# Ethercon Termination for Behringer x32



## soundtech193746 (May 1, 2018)

Hi all!

Got a quick (somewhat stupid) question to ask.. We are recently upgrading our sound system to a Behringer x32 with a S16 digital snake. My question is - Can we use normal ethernet for the run through the stage then terminate it to ethercon jack? at the booth. I was thinking one of these wall plates.

It will end up being a 2-gang wall plate because I plan to have 1 be ethercon and the other be xlr faceplates for the assisted surround.


Let me know your thinking


----------



## Mike R (May 1, 2018)

Yes absolutely. Ethercon is just a neutrik casing that goes around a standard RJ45 Ethernet connector. It is not necessary to have an ethercon connector at all, and you could just plug Ethernet straight into the board. 
That being said, I prefer ethercon because it provides a much more resilient connection and some extra strain relief.


----------



## Wheezy (May 1, 2018)

Mike R said:


> That being said, I prefer ethercon because it provides a much more resilient connection and some extra strain relief.



A million times this.

Are you willing to lose all your stage inputs when that stupid little tab on a standard RJ 45 breaks midshow?

That just happened at the performing arts center I did a show in last week. Only a little different, we had two X32's cabled to use one as a monitor board. The stage monitors started popping during sound check for a well known band that has been touring for 40 years. Embarrassing. I discovered the loose connection on the AES50 out from the FOH board. The venue had used one home run (no wall plates at all) Ethernet cable instead of Ethercon. After tying the cable to the xlr inputs to provide strain relief, there were no repeated pops during the show. Sure the same could have happened with a beat up Ethercon, but that armor goes a long way to minimize the risk.

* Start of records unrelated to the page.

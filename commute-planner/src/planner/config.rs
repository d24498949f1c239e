//! Configuration for the departure planner.

use chrono::Duration;

/// Tuning parameters for route aggregation and presentation.
#[derive(Debug, Clone)]
pub struct PlannerConfig {
    /// How far in the past a departure may be before it is dropped (minutes).
    /// Covers clock skew between us and the provider.
    pub stale_tolerance_mins: i64,

    /// Offsets from now at which fallback queries are made (minutes).
    pub fallback_offsets_mins: Vec<i64>,

    /// How far ahead to look for departures (hours). Passed through to the
    /// aggregator; the fallback offsets are not bounded by it.
    pub lookahead_hours: i64,

    /// Walks at or under this are "walk instead" (minutes).
    pub walk_threshold_mins: i64,

    /// Walks at or under this mean "already there" (minutes).
    pub already_there_mins: i64,

    /// Maximum number of departures to present.
    pub max_presented: usize,

    /// Departures sooner than this are "leaving soon" (minutes).
    pub leaving_soon_mins: i64,

    /// Departures sooner than this are "good timing" (minutes).
    pub good_timing_mins: i64,
}

impl PlannerConfig {
    /// Returns the stale tolerance as a Duration.
    pub fn stale_tolerance(&self) -> Duration {
        Duration::minutes(self.stale_tolerance_mins)
    }

    /// Returns the fallback offsets as Durations.
    pub fn fallback_offsets(&self) -> Vec<Duration> {
        self.fallback_offsets_mins
            .iter()
            .map(|m| Duration::minutes(*m))
            .collect()
    }

    pub fn walk_threshold(&self) -> Duration {
        Duration::minutes(self.walk_threshold_mins)
    }

    pub fn already_there(&self) -> Duration {
        Duration::minutes(self.already_there_mins)
    }

    pub fn leaving_soon(&self) -> Duration {
        Duration::minutes(self.leaving_soon_mins)
    }

    pub fn good_timing(&self) -> Duration {
        Duration::minutes(self.good_timing_mins)
    }
}

impl Default for PlannerConfig {
    fn default() -> Self {
        Self {
            stale_tolerance_mins: 5,
            fallback_offsets_mins: vec![0, 20, 40],
            lookahead_hours: 2,
            walk_threshold_mins: 15,
            already_there_mins: 2,
            max_presented: 5,
            leaving_soon_mins: 5,
            good_timing_mins: 15,
        }
    }
}

#[cfg(test)]
mod tests {
    use super::*;

    #[test]
    fn default_config() {
        let config = PlannerConfig::default();

        assert_eq!(config.stale_tolerance_mins, 5);
        assert_eq!(config.fallback_offsets_mins, vec![0, 20, 40]);
        assert_eq!(config.lookahead_hours, 2);
        assert_eq!(config.walk_threshold_mins, 15);
        assert_eq!(config.already_there_mins, 2);
        assert_eq!(config.max_presented, 5);
        assert_eq!(config.leaving_soon_mins, 5);
        assert_eq!(config.good_timing_mins, 15);
    }

    #[test]
    fn duration_methods() {
        let config = PlannerConfig::default();

        assert_eq!(config.stale_tolerance(), Duration::minutes(5));
        assert_eq!(
            config.fallback_offsets(),
            vec![Duration::zero(), Duration::minutes(20), Duration::minutes(40)]
        );
        assert_eq!(config.walk_threshold(), Duration::minutes(15));
        assert_eq!(config.already_there(), Duration::minutes(2));
        assert_eq!(config.leaving_soon(), Duration::minutes(5));
        assert_eq!(config.good_timing(), Duration::minutes(15));
    }
}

You can use standard CAT 5 or better between the wall plates, but definitely use Ethercon between the plate and the board/S16. Disclaimer: standard LAN rules apply. I wouldn't run it over 100 meters.


----------



## JohnD (May 1, 2018)

One little point that you probably know, I believe that X32 and M32 require Shielded rather than the usual unshielded. I wonder if the long run is in conduit if utp will do?


----------



## FMEng (May 2, 2018)

Actually, the ethercon is essential for_ electrical_ reasons, not just mechanical. The ethercon shell gives the shield a proper ground to the chassis, which shunts static discharge away from sensitive circuitry on the circuit board. It has been proven through scientific testing that shielded cable alone will not prevent crashes in the audio due to static electricity. A crash can be very hazardous to speakers and ears. A shielded cable with ethercons is immune to the problem.

The static problem was originally overlooked by Behringer/Midas. When the X32 debuted, the specs said UTP was fine. A professional user discovered the problem and solution, and Behringer changed the specs to STP only.

My guess is UTP in _metal_ conduit would be fine, provided the conduit is grounded. Just make sure shielded cable with ethercons is used between wall plates and the equipment

Also note that Neutrik makes Cat 5e ethercons and Cat 6 ethercons. Only Cat 5e ones mate with the equipment. The Cat 6 connectors are a different size altogether.


----------



## Chris15 (May 2, 2018)

FMEng said:


> Also note that Neutrik makes Cat 5e ethercons and Cat 6 ethercons. Only Cat 5e ones mate with the equipment. The Cat 6 connectors are a different size altogether.


And now Cat6A too.
They DO intermate with the original Cat5e Ethercons so hopefully the 6s will go the way of the dodo sooner rather than later...


----------



## TimMc (May 2, 2018)

Mike R said:


> Yes absolutely. Ethercon is just a neutrik casing that goes around a standard RJ45 Ethernet connector. It is not necessary to have an ethercon connector at all, and you could just plug Ethernet straight into the board.
> That being said, I prefer ethercon because it provides a much more resilient connection and some extra strain relief.


NO, NO, and HELL NO.

The CAT5e must be shielded and their must be DC continuity between Ethercon shells. This is direct for Behringer/Midas regarding the X32/M32 mixers and S16/S32 and DL16/DL32 snake heads.


----------



## TimMc (May 2, 2018)

Wheezy said:


> A million times this.
> 
> Are you willing to lose all your stage inputs when that stupid little tab on a standard RJ 45 breaks midshow?
> 
> ...



The popping was *possibly* related to the funky tab on the RJ45, but Behringer has been requiring STP with Ethercons for ground continuity since 2015.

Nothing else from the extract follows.